** Opening Data extracts block **

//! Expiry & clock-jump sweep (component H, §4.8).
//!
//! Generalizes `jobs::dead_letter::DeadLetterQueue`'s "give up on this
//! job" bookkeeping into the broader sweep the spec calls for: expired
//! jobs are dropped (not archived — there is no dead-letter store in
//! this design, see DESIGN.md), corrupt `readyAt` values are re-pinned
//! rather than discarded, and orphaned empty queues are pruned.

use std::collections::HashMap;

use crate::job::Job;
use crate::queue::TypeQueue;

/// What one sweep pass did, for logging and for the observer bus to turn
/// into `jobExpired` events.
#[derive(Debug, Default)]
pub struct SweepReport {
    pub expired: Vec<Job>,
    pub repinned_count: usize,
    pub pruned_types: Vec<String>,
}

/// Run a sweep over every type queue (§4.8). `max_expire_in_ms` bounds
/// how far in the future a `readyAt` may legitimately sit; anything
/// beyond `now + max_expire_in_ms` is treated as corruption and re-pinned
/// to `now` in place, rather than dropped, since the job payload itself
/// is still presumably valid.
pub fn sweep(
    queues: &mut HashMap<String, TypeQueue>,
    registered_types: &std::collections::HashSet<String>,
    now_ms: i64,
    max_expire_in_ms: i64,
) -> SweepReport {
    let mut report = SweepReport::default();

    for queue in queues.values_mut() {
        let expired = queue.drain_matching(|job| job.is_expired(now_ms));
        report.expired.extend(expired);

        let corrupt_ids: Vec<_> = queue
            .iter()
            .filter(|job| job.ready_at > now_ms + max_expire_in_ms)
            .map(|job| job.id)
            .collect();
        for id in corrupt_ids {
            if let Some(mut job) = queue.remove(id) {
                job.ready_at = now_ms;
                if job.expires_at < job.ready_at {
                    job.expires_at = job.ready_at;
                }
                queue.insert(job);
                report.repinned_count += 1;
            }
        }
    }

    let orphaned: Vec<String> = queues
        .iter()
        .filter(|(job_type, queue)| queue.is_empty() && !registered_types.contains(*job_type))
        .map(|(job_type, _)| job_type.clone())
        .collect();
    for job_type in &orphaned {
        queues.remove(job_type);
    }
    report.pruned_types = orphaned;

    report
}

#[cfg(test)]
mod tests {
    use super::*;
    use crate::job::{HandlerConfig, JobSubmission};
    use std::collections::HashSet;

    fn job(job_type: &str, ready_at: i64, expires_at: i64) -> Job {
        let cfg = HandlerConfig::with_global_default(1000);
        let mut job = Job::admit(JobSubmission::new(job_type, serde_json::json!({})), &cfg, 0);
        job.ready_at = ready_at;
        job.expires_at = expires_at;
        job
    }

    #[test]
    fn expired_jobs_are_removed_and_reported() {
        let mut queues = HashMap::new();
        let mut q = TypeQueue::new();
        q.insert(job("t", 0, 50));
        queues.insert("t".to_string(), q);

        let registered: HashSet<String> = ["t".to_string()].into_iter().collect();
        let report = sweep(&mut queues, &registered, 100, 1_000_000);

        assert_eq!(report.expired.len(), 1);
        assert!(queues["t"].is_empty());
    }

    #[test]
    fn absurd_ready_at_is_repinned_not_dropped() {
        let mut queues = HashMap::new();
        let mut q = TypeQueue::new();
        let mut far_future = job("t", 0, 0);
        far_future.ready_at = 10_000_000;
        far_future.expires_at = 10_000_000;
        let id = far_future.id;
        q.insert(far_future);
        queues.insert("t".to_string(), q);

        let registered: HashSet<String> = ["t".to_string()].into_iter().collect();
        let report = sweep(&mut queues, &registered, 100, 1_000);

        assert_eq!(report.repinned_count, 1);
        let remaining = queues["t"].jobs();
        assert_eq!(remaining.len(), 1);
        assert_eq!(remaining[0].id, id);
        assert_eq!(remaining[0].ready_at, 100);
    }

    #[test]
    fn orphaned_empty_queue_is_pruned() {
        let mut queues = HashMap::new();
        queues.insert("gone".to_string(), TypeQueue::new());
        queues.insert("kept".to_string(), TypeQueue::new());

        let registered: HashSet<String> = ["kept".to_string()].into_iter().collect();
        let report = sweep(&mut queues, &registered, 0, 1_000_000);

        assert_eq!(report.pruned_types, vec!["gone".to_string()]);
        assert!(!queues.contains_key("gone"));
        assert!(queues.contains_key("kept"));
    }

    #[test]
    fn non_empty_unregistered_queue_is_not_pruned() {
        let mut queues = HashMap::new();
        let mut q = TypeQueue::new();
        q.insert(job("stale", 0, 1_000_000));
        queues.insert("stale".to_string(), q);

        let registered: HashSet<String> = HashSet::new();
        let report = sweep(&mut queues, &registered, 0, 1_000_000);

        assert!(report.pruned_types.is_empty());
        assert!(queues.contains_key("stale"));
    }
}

** Closing Data extracts block **
** Opening Data extracts block **

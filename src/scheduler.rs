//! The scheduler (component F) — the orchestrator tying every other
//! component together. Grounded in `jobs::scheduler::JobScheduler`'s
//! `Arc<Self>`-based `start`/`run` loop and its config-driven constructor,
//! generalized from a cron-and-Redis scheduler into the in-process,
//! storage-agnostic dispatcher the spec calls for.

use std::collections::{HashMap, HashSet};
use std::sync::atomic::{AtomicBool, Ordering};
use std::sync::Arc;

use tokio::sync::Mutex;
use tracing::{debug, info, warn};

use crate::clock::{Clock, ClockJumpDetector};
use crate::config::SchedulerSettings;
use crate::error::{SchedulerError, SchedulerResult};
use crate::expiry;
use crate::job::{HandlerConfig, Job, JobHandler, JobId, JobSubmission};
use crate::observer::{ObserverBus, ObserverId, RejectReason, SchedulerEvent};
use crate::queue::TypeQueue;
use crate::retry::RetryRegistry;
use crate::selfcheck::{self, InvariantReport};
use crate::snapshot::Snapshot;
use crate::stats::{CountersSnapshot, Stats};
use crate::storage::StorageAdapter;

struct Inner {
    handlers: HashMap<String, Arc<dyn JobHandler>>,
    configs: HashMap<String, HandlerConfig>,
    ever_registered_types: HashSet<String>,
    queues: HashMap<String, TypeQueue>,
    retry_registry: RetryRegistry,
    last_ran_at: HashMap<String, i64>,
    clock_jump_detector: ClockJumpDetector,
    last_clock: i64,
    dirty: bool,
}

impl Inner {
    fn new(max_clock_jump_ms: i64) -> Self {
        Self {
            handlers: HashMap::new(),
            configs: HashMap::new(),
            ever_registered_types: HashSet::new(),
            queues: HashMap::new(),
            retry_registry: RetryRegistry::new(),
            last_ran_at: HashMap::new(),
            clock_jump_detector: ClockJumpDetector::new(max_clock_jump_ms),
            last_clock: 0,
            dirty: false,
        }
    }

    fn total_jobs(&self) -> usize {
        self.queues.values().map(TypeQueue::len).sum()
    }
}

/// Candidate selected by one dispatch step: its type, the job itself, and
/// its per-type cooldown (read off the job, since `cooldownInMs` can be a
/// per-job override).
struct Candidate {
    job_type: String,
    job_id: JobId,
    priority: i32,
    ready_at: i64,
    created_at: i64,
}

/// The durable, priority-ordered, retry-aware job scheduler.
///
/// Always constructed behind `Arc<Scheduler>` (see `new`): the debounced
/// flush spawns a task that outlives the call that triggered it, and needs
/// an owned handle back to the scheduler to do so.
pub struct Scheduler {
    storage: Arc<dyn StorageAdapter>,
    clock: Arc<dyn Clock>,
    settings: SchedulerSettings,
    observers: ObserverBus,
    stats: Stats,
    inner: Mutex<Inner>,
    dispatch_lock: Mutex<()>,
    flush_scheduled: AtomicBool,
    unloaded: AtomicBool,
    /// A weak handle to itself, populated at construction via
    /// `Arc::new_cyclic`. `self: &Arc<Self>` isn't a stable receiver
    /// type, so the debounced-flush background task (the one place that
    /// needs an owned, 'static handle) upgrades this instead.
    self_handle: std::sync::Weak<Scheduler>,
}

** Closing Data extracts block **
** Opening Data extracts block **

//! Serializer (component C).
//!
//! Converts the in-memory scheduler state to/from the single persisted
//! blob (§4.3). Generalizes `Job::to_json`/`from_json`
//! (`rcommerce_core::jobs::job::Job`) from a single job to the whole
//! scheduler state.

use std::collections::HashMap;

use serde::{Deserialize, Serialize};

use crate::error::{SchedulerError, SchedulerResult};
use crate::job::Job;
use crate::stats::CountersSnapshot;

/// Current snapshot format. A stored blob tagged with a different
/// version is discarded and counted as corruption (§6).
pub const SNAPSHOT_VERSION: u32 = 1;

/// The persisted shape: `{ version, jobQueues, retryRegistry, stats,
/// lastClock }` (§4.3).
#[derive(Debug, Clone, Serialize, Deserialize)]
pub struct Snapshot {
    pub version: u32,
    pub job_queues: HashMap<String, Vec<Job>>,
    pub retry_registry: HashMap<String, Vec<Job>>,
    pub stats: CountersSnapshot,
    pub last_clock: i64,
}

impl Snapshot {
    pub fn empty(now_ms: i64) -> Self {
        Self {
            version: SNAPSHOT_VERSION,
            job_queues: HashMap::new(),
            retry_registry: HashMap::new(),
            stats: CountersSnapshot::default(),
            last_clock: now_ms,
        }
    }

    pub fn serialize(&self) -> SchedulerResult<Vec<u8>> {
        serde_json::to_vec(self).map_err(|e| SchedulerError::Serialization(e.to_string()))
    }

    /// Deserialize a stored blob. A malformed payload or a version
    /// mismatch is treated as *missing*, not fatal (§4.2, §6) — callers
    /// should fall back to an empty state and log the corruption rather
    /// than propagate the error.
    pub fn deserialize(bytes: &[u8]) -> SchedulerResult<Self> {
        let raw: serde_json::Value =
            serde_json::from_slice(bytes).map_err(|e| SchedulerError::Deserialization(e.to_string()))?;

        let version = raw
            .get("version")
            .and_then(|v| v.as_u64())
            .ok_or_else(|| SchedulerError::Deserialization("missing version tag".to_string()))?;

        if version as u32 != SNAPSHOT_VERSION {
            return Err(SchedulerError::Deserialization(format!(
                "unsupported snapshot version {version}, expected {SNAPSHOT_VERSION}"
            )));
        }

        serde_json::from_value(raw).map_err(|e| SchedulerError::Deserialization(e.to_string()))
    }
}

** Closing Data extracts block **

*Problem description:* Scan the data above for the string "insert" and copy each line where it appears.

*Solution to the exercise:*
                queue.insert(job);
        q.insert(job("t", 0, 50));
        queues.insert("t".to_string(), q);
        q.insert(far_future);
        queues.insert("t".to_string(), q);
        queues.insert("gone".to_string(), TypeQueue::new());
        queues.insert("kept".to_string(), TypeQueue::new());
        q.insert(job("stale", 0, 1_000_000));
        queues.insert("stale".to_string(), q);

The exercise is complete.